INSTRUCTIONS FOR THE TASK:
A line below contains "normalized_equations.push(normalized);", and a later one contains "let determinant = rref(&mut". Repeat both, with every line between them, exactly.
■ ■ ■ ■ ■
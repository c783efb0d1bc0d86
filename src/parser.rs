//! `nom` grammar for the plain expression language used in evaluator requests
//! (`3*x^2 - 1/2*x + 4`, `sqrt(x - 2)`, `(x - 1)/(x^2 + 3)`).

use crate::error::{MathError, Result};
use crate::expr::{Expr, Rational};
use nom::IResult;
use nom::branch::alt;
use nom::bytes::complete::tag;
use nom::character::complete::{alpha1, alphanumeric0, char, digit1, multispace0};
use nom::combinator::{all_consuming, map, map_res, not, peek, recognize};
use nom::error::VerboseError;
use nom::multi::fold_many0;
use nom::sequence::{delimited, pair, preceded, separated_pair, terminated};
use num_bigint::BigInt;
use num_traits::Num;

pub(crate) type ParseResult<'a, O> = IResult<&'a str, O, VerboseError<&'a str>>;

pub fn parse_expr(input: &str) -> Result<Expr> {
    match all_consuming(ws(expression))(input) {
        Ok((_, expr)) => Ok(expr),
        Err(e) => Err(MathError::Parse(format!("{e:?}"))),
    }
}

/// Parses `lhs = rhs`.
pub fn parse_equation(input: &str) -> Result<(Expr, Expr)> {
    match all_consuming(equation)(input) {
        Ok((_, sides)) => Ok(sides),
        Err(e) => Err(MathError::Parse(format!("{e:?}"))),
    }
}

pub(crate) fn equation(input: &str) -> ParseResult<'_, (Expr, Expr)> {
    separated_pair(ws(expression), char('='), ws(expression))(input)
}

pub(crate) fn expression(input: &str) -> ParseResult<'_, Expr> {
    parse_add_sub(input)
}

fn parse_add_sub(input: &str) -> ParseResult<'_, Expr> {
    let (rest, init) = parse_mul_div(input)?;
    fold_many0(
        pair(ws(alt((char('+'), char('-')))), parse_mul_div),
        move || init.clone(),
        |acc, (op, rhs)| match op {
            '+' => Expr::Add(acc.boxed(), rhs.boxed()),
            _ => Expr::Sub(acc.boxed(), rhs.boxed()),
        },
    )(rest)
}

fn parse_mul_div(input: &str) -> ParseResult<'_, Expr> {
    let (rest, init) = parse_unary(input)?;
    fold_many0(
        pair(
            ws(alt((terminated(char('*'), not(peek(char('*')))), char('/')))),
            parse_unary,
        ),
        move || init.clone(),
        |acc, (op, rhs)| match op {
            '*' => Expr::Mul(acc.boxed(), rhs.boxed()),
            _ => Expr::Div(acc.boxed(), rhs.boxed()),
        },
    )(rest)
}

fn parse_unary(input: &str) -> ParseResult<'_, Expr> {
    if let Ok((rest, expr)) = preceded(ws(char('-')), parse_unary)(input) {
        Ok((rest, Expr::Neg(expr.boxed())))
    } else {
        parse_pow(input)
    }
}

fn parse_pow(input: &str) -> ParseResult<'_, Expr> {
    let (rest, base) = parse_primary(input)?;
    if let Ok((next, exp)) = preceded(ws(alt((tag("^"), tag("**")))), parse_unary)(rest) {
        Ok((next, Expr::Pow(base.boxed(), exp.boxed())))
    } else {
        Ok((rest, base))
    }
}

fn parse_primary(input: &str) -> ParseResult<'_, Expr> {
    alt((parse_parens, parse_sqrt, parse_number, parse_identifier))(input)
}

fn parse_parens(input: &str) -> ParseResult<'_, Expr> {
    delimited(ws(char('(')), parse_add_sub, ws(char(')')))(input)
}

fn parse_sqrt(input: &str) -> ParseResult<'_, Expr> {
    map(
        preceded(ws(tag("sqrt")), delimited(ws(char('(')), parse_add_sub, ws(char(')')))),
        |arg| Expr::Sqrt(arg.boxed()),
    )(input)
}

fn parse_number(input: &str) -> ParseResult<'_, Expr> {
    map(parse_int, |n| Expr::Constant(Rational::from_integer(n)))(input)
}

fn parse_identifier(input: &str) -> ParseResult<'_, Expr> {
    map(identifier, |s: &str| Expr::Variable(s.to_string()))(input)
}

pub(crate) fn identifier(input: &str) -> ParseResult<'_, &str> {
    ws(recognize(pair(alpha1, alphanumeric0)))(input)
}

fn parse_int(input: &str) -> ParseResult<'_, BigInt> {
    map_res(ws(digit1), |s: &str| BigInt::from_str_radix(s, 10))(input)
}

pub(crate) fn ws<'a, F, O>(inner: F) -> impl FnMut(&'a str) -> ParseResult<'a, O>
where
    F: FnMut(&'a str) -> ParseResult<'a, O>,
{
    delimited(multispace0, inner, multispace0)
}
■ ■ ■ ■ ■
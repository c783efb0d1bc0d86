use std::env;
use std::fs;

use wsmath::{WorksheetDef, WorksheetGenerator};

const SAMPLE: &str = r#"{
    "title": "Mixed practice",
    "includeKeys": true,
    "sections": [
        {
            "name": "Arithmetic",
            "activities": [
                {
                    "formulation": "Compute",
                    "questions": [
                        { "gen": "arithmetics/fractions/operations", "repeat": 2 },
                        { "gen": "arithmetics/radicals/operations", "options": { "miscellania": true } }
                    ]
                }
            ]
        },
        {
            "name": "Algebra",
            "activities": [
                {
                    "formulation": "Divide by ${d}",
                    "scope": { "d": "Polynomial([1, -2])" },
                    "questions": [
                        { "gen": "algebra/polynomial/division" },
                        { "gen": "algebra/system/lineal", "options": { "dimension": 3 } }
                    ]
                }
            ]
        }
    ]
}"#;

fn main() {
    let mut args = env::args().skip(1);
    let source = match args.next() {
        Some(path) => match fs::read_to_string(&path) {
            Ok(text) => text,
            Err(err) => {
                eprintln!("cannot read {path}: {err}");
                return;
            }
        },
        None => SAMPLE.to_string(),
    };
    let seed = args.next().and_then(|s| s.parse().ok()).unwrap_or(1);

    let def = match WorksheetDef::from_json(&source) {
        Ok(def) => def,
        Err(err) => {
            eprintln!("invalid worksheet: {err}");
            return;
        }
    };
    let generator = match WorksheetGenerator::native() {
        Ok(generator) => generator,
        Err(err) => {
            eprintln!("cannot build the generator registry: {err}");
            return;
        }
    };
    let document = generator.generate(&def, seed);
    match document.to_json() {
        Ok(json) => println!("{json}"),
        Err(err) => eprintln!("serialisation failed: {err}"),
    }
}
■ ■ ■ ■ ■
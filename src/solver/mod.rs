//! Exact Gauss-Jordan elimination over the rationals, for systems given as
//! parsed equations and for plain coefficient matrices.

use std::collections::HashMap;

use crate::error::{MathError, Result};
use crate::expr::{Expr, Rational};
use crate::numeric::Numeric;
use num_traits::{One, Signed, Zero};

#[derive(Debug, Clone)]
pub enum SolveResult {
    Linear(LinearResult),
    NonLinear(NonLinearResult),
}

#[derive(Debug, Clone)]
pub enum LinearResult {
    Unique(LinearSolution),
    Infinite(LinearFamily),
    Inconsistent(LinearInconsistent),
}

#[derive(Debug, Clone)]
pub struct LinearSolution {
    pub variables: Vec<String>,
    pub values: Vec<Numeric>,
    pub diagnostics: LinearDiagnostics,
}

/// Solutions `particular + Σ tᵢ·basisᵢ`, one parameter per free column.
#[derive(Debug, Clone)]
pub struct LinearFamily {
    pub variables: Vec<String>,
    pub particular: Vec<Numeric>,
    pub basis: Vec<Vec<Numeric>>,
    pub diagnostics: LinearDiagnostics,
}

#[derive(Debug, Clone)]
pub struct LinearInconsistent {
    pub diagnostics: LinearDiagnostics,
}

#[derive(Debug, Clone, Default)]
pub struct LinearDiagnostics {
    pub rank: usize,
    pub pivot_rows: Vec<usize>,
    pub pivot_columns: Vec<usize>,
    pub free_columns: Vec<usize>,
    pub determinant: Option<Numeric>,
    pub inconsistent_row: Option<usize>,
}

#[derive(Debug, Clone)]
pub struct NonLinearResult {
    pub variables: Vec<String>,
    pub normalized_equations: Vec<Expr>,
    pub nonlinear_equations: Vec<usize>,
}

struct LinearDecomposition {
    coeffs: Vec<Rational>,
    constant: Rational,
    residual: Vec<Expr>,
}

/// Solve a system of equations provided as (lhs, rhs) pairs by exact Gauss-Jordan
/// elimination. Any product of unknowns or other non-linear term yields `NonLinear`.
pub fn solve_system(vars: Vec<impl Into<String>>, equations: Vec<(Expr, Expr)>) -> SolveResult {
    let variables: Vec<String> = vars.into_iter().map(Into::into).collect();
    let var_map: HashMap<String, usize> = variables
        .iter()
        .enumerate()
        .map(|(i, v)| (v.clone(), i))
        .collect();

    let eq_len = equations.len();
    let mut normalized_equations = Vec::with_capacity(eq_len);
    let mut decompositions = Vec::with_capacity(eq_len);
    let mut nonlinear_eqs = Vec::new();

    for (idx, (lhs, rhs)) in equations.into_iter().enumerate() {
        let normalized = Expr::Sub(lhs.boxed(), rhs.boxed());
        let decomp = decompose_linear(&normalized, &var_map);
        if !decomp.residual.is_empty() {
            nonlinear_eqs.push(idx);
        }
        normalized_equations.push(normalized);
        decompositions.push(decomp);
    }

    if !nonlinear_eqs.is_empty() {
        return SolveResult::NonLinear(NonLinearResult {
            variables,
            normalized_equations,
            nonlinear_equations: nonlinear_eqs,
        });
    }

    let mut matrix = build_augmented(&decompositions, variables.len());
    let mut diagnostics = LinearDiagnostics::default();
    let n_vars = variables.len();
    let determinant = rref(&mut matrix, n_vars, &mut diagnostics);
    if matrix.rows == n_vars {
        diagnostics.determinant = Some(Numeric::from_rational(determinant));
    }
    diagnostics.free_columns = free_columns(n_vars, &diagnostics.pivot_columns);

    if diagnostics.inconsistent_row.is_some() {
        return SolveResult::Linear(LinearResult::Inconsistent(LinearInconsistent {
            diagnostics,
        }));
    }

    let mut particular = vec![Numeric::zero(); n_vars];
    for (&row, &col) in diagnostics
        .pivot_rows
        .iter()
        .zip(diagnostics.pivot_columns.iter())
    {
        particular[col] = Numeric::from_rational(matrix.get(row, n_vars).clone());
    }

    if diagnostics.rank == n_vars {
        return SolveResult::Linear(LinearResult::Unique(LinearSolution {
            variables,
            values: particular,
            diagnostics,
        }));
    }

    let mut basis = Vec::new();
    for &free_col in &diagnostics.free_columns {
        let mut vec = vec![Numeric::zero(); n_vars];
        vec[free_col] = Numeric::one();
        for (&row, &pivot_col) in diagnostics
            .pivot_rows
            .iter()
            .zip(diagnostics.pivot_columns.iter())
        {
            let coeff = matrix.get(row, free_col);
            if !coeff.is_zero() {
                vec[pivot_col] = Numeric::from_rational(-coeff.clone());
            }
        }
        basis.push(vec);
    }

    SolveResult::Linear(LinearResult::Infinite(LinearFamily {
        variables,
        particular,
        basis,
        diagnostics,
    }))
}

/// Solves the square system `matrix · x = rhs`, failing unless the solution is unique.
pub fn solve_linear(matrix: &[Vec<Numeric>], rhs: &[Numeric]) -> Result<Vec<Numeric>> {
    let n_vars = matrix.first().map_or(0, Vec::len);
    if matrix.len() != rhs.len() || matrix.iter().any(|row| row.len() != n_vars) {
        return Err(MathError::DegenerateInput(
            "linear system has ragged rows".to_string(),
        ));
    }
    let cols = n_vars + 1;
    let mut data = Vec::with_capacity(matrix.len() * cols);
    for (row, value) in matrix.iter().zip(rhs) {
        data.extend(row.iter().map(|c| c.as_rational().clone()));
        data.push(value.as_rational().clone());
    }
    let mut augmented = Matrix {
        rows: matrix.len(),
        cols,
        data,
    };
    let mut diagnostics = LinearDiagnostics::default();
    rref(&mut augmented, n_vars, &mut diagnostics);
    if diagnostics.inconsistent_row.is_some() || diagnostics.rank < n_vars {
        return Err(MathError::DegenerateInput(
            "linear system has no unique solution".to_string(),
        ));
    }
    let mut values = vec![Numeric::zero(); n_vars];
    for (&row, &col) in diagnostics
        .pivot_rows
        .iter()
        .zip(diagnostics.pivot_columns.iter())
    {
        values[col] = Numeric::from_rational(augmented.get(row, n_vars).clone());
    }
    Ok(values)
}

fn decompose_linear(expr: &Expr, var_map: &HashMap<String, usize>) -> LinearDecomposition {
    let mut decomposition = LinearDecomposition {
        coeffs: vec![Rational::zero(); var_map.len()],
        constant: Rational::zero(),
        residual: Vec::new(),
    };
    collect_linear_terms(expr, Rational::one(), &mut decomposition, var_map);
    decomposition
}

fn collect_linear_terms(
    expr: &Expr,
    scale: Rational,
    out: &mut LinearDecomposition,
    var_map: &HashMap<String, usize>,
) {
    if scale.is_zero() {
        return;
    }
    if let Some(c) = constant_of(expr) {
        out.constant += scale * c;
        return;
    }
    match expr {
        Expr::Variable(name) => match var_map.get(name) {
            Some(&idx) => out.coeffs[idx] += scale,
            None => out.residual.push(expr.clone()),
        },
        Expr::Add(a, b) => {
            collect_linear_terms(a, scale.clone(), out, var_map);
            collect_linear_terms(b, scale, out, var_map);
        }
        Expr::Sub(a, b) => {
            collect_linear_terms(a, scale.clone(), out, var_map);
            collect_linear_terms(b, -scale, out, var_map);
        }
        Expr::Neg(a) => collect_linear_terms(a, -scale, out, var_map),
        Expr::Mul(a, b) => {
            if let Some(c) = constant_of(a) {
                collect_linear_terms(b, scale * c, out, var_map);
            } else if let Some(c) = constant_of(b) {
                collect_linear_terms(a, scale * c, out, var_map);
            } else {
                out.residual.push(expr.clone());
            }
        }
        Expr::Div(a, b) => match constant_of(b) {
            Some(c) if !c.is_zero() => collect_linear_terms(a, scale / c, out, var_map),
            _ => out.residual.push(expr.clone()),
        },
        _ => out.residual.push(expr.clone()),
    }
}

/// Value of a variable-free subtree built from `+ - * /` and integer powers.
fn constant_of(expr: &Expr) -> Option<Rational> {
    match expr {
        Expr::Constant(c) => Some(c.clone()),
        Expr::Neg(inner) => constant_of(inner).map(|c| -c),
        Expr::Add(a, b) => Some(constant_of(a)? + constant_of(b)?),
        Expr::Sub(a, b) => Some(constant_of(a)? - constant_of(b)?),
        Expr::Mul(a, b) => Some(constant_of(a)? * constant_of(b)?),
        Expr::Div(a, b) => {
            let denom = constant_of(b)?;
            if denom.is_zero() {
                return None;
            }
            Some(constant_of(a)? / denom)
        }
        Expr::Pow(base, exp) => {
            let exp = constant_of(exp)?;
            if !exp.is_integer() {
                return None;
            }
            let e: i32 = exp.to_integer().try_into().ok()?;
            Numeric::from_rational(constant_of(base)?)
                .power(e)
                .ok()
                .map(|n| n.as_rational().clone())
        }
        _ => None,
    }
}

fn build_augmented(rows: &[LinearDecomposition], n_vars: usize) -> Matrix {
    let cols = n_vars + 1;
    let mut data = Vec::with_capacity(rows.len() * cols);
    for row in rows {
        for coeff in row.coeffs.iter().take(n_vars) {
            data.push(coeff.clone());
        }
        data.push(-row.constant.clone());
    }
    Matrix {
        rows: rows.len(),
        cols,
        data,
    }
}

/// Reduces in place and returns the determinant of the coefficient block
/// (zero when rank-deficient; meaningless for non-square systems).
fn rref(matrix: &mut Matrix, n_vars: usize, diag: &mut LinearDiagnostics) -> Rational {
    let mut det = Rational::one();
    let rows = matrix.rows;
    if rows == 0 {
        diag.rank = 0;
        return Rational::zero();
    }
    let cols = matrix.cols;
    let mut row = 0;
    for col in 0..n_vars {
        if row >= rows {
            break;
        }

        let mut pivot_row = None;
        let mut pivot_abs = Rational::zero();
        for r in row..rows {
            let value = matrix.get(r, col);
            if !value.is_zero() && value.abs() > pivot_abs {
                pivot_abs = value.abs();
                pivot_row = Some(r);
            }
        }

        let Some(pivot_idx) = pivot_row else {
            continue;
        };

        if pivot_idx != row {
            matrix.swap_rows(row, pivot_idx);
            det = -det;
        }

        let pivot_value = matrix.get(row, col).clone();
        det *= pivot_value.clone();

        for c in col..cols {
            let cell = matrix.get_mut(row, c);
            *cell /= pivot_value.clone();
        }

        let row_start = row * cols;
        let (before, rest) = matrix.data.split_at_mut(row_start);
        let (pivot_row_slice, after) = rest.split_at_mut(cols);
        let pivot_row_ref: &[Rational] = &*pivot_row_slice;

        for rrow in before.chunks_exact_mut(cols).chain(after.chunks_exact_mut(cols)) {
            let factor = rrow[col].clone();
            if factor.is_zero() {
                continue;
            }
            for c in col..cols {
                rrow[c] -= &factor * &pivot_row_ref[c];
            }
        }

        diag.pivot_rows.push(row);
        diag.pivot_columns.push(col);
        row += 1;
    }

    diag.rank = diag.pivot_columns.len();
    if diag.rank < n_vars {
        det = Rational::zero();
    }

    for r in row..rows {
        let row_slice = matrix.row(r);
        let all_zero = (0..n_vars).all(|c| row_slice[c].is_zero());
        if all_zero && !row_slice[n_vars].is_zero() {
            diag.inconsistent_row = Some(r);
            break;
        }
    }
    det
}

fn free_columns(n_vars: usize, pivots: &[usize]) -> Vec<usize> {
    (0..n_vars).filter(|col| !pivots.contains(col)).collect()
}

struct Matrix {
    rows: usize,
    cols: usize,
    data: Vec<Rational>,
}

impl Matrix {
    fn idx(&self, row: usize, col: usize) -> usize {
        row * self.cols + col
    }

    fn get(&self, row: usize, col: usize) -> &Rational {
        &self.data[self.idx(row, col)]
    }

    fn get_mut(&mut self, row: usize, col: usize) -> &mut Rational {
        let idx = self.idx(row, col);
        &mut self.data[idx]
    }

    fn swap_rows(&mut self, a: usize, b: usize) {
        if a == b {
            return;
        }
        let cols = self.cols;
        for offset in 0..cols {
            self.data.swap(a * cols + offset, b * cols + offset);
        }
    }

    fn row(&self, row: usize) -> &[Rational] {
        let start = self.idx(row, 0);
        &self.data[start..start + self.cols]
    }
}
■ ■ ■ ■ ■
ANSWER TO THIS PROBLEM:
        normalized_equations.push(normalized);
        decompositions.push(decomp);
    }

    if !nonlinear_eqs.is_empty() {
        return SolveResult::NonLinear(NonLinearResult {
            variables,
            normalized_equations,
            nonlinear_equations: nonlinear_eqs,
        });
    }

    let mut matrix = build_augmented(&decompositions, variables.len());
    let mut diagnostics = LinearDiagnostics::default();
    let n_vars = variables.len();
    let determinant = rref(&mut matrix, n_vars, &mut diagnostics);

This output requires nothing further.